*WHAT NEEDS TO BE DONE:* Check every line of the records below for the string "RawEvent" and copy the ones that have it.

*INPUT DATA:*
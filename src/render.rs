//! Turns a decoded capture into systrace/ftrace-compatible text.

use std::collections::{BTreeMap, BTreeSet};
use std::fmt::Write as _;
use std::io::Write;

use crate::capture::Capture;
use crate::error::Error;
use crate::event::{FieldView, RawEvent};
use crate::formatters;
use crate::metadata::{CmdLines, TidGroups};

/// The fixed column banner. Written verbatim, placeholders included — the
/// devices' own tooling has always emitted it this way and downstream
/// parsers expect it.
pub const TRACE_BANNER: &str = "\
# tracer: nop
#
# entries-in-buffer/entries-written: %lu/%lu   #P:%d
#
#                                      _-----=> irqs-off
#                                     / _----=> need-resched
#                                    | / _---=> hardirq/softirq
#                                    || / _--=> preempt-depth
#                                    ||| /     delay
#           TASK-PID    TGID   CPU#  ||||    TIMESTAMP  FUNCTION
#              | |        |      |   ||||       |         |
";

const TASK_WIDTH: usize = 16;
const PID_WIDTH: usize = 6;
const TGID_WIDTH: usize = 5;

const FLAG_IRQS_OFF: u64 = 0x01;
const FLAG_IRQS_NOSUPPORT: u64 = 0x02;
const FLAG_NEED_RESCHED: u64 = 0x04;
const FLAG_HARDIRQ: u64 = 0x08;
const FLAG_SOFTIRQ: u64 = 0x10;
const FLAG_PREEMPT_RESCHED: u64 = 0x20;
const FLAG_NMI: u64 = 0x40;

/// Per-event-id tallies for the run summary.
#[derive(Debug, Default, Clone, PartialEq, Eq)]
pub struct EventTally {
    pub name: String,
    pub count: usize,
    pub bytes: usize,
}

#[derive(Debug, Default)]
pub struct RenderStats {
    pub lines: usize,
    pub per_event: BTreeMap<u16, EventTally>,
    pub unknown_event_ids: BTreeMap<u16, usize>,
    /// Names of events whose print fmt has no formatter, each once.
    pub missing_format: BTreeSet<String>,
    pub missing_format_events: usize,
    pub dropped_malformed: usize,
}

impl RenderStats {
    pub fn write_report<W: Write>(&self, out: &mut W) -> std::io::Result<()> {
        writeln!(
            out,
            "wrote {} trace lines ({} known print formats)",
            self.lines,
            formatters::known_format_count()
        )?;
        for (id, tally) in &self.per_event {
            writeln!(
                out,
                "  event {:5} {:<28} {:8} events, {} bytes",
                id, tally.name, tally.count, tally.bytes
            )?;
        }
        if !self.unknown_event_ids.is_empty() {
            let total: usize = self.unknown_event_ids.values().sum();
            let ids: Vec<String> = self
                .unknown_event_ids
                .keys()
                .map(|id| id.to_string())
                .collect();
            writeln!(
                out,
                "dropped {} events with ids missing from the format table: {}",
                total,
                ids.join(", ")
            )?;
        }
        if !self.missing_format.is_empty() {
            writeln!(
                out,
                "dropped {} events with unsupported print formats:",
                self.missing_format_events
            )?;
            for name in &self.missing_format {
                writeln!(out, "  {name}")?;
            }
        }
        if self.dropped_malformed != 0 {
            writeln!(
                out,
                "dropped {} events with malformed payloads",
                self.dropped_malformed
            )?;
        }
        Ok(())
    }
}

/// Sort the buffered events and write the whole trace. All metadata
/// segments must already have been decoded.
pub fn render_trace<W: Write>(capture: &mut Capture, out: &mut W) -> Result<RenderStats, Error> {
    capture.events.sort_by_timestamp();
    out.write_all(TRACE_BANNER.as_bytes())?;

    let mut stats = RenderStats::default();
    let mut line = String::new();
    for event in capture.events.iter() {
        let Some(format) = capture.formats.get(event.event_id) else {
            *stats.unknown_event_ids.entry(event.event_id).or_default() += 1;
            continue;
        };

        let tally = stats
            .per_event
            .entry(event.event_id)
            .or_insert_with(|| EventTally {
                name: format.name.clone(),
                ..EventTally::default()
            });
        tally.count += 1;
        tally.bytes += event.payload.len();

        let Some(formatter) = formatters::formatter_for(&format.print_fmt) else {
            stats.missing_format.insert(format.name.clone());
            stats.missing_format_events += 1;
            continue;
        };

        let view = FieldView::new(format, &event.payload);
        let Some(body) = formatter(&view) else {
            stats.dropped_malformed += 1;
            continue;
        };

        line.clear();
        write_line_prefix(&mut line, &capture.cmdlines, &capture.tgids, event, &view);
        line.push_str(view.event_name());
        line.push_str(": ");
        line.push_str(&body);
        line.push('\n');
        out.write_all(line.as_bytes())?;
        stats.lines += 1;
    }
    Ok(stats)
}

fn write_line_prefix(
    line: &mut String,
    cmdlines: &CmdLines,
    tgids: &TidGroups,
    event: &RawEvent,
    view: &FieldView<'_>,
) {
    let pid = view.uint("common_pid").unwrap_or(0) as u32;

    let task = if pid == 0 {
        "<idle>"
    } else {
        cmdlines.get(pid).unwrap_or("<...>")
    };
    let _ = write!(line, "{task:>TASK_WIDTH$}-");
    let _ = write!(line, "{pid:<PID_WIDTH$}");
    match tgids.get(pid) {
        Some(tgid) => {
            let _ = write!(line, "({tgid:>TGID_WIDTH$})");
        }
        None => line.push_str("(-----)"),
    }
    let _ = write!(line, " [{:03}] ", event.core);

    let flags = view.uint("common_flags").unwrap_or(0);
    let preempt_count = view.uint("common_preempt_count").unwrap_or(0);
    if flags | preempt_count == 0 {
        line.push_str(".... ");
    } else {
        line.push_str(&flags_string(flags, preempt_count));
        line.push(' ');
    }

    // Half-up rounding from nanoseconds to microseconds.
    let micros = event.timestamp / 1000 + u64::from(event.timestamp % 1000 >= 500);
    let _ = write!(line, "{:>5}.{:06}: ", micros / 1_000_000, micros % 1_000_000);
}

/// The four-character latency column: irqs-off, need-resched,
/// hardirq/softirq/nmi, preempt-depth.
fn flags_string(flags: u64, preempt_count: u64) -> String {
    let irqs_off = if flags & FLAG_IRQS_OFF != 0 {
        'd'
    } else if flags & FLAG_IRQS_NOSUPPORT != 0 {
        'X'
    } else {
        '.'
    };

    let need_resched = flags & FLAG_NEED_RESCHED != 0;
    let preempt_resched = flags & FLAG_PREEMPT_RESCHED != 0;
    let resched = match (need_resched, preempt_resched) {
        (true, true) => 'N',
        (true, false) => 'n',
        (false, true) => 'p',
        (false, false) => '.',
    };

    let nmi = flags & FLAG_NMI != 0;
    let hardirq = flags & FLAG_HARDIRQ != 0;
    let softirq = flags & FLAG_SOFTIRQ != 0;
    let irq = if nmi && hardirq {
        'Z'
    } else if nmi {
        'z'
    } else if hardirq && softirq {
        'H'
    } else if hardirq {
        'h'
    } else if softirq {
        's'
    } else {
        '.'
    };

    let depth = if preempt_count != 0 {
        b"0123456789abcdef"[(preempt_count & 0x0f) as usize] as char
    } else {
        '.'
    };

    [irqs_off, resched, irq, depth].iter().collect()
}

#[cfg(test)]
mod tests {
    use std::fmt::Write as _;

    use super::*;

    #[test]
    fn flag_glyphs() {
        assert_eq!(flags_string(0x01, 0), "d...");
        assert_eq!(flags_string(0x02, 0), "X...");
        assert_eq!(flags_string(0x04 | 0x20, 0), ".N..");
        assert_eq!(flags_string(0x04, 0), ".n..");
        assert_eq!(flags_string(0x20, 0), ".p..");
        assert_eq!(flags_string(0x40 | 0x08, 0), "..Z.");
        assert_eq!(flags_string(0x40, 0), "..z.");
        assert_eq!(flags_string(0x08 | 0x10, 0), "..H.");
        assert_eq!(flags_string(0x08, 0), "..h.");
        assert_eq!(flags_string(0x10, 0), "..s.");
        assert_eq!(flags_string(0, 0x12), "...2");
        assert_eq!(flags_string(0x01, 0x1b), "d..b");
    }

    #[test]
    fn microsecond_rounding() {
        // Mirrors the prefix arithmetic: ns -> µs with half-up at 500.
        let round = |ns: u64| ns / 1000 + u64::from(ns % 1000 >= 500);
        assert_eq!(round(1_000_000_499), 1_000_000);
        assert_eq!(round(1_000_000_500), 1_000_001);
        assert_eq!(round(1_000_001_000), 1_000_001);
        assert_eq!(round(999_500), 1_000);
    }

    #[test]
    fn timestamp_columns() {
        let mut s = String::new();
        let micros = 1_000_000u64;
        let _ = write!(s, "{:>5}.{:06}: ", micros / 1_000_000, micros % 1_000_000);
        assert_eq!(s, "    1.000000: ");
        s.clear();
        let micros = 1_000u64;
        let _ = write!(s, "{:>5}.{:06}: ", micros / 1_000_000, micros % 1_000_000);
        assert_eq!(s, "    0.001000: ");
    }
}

* * *

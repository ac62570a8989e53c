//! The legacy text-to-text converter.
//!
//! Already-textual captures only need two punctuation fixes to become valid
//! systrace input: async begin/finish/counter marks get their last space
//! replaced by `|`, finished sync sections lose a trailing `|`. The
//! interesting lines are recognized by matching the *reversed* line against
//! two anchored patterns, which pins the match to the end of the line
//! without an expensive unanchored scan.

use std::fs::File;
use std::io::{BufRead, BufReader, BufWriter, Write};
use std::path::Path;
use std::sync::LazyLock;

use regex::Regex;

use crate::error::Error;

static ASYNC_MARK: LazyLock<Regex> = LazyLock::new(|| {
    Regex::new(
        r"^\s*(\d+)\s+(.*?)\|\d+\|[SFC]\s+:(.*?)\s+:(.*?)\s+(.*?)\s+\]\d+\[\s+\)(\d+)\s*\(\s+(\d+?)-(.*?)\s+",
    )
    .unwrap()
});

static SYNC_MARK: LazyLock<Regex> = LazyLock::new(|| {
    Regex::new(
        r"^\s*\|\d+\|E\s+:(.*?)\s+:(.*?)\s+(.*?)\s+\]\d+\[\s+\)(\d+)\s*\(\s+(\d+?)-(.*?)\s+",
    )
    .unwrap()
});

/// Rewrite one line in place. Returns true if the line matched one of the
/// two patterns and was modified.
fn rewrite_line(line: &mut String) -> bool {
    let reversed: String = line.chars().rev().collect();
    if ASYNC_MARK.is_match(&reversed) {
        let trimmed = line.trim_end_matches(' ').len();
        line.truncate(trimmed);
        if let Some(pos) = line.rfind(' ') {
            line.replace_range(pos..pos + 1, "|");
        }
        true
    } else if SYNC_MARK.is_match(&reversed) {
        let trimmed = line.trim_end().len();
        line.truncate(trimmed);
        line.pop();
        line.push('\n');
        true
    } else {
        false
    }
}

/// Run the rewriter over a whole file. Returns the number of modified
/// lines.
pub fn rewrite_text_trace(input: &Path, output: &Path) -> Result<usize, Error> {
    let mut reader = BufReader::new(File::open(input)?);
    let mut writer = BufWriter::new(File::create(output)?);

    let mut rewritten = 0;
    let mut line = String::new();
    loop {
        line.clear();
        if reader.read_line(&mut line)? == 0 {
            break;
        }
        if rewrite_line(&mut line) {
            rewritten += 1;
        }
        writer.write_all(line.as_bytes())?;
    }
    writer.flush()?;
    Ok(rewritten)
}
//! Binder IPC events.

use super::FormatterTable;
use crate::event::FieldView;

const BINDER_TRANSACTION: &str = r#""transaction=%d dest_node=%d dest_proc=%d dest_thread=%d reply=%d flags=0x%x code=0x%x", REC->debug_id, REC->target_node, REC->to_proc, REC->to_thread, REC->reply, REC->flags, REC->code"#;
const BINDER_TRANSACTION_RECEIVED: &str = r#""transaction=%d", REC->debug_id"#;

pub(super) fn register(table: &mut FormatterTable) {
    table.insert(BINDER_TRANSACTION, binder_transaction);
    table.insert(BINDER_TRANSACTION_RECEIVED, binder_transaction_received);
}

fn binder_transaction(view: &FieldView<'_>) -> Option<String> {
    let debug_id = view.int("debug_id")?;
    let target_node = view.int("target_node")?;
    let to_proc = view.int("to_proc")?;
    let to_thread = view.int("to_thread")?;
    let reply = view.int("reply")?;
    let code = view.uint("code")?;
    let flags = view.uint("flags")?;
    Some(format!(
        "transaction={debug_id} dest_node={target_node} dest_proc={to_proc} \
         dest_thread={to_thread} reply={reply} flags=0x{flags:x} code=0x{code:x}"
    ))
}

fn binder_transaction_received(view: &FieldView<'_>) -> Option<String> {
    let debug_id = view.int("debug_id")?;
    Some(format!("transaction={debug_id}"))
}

*TASK ANSWER:*
use crate::event::{FieldView, RawEvent};
    event: &RawEvent,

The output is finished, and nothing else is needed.